Nothing but the lines from the start of the entries through the line containing "use std::io;" should appear in the answer, each given exactly.

***** Given records *****

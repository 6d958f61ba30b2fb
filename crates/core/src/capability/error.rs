//! Error types for the capability module.

use thiserror::Error;

/// Programmer errors raised by the resolver.
///
/// A missing or broken binary is never an error; it is reported as an
/// unavailable [`CapabilityRecord`](super::CapabilityRecord).
#[derive(Debug, Error, PartialEq, Eq)]
pub enum CapabilityError {
    /// The requested encoder is not in the registry.
    #[error("Unknown encoder: {name}")]
    UnknownEncoder { name: String },

    /// The registry itself is inconsistent.
    #[error("Malformed encoder registry: {reason}")]
    MalformedRegistry { reason: String },
}

impl CapabilityError {
    /// Creates a new unknown encoder error.
    pub fn unknown_encoder(name: impl Into<String>) -> Self {
        Self::UnknownEncoder { name: name.into() }
    }

    /// Creates a new malformed registry error.
    pub fn malformed_registry(reason: impl Into<String>) -> Self {
        Self::MalformedRegistry {
            reason: reason.into(),
        }
    }
}
//! Capabilities the pipeline consumes: where bytes come from and where they go.
//!
//! Concrete adapters live in `duplex_io` (files, block devices, stdio) and in
//! [`crate::memory`] (in-memory fixtures for tests).

use std::io;

/// A readable input: a regular file, a block device or a character stream.
///
/// # Example
///
/// ```ignore
/// struct Image { bytes: Vec<u8> }
///
/// impl Source for Image {
///     fn read(&mut self, offset: u64, buffer: &mut [u8]) -> io::Result<usize> {
///         // copy bytes[offset..] into buffer
///     }
///
///     fn size(&self) -> Option<u64> {
///         Some(self.bytes.len() as u64)
///     }
/// }
/// ```
pub trait Source: Send {
    /// Reads up to `buffer.len()` bytes starting at `offset`.
    ///
    /// # Arguments
    ///
    /// * `offset` - Absolute byte offset in the source
    /// * `buffer` - Destination for the bytes
    ///
    /// # Returns
    ///
    /// The number of bytes read. `Ok(0)` means end of source. An `Err` is a
    /// media error for this range; the caller decides whether to retry at a
    /// finer granularity.
    fn read(&mut self, offset: u64, buffer: &mut [u8]) -> io::Result<usize>;

    /// Total length in bytes, or `None` for streams of unknown length.
    fn size(&self) -> Option<u64>;

    fn is_block_device(&self) -> bool {
        false
    }

    /// Display name used in reports and logs.
    fn name(&self) -> &str;
}

/// A destination written by its own writer.
pub trait Sink: Send {
    /// Writes `bytes` at `offset`, returning how many were accepted.
    fn write(&mut self, offset: u64, bytes: &[u8]) -> io::Result<usize>;

    /// Reads back previously written bytes. Only used when verifying writes
    /// or computing output digests.
    fn reread(&mut self, offset: u64, buffer: &mut [u8]) -> io::Result<usize>;

    /// Drops any alignment constraint (such as `O_DIRECT`) so that a final
    /// short block can be written.
    fn reopen_without_alignment_constraint(&mut self) -> io::Result<()> {
        Ok(())
    }

    /// Whether [`Sink::reread`] is supported.
    fn can_reread(&self) -> bool {
        true
    }

    /// Whether writes must be 512-byte multiples.
    fn is_direct(&self) -> bool {
        false
    }

    /// Flushes buffered data at the end of the job.
    fn finish(&mut self) -> io::Result<()> {
        Ok(())
    }

    fn name(&self) -> &str;
}

impl<S: Source + ?Sized> Source for Box<S> {
    fn read(&mut self, offset: u64, buffer: &mut [u8]) -> io::Result<usize> {
        (**self).read(offset, buffer)
    }

    fn size(&self) -> Option<u64> {
        (**self).size()
    }

    fn is_block_device(&self) -> bool {
        (**self).is_block_device()
    }

    fn name(&self) -> &str {
        (**self).name()
    }
}

impl<S: Sink + ?Sized> Sink for Box<S> {
    fn write(&mut self, offset: u64, bytes: &[u8]) -> io::Result<usize> {
        (**self).write(offset, bytes)
    }

    fn reread(&mut self, offset: u64, buffer: &mut [u8]) -> io::Result<usize> {
        (**self).reread(offset, buffer)
    }

    fn reopen_without_alignment_constraint(&mut self) -> io::Result<()> {
        (**self).reopen_without_alignment_constraint()
    }

    fn can_reread(&self) -> bool {
        (**self).can_reread()
    }

    fn is_direct(&self) -> bool {
        (**self).is_direct()
    }

    fn finish(&mut self) -> io::Result<()> {
        (**self).finish()
    }

    fn name(&self) -> &str {
        (**self).name()
    }
}
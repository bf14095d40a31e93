//! Subscriber setup: a plain log file when asked for one, warnings on
//! stderr otherwise.

use std::fs::File;
use std::io::Write;
use std::path::Path;
use std::sync::Mutex;

use anyhow::{Context, Result};
use chrono::Local;
use duplex_core::JobSettings;
use tracing::Level;

pub fn init(log_file: Option<&Path>, debug: bool) -> Result<()> {
    let level = if debug { Level::DEBUG } else { Level::INFO };
    let builder = tracing_subscriber::fmt().with_target(false);

    let result = match log_file {
        Some(path) => {
            let mut file = File::create(path)
                .with_context(|| format!("Failed to create log file: {}", path.display()))?;
            write_header(&mut file).context("Failed to write log header")?;
            builder
                .with_max_level(level)
                .with_ansi(false)
                .with_writer(Mutex::new(file))
                .try_init()
        }
        None => builder
            .with_max_level(if debug { Level::DEBUG } else { Level::WARN })
            .with_writer(std::io::stderr)
            .try_init(),
    };
    result.map_err(|e| anyhow::anyhow!("Failed to install logger: {e}"))
}

fn write_header(out: &mut impl Write) -> std::io::Result<()> {
    writeln!(
        out,
        "duplex {} - start job {}",
        env!("CARGO_PKG_VERSION"),
        Local::now().format("%Y-%m-%d %H:%M:%S")
    )
}

/// Records the effective job configuration once the pipeline is about to run.
pub fn log_settings(settings: &JobSettings, input: &str, outputs: &[String]) {
    tracing::info!(
        input,
        outputs = ?outputs,
        bs = settings.bs,
        ibs = settings.ibs,
        obs = settings.obs,
        skip = settings.skip,
        seek = settings.seek,
        count = ?settings.count,
        reading_attempts = settings.reading_attempts,
        reread_bs = settings.reread_bs,
        parallel = settings.parallel,
        "Job settings"
    );
}

#[cfg(test)]
mod tests {
    use super::*;

    #[test]
    fn test_header_names_version() {
        let mut out = Vec::new();
        write_header(&mut out).unwrap();
        let line = String::from_utf8(out).unwrap();
        assert!(line.starts_with(&format!("duplex {} - start job ", env!("CARGO_PKG_VERSION"))));
        assert!(line.ends_with('\n'));
    }
}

*****

■ Reply to the exercise ■
repository 6d958f61ba30b2fb
filename crates/core/src/capability/error.rs
//! Error types for the capability module.

use thiserror::Error;

/// Programmer errors raised by the resolver.
///
/// A missing or broken binary is never an error; it is reported as an
/// unavailable [`CapabilityRecord`](super::CapabilityRecord).
#[derive(Debug, Error, PartialEq, Eq)]
pub enum CapabilityError {
    /// The requested encoder is not in the registry.
    #[error("Unknown encoder: {name}")]
    UnknownEncoder { name: String },

    /// The registry itself is inconsistent.
    #[error("Malformed encoder registry: {reason}")]
    MalformedRegistry { reason: String },
}

impl CapabilityError {
    /// Creates a new unknown encoder error.
    pub fn unknown_encoder(name: impl Into<String>) -> Self {
        Self::UnknownEncoder { name: name.into() }
    }

    /// Creates a new malformed registry error.
    pub fn malformed_registry(reason: impl Into<String>) -> Self {
        Self::MalformedRegistry {
            reason: reason.into(),
        }
    }
}
//! Capabilities the pipeline consumes: where bytes come from and where they go.
//!
//! Concrete adapters live in `duplex_io` (files, block devices, stdio) and in
//! [`crate::memory`] (in-memory fixtures for tests).

use std::io;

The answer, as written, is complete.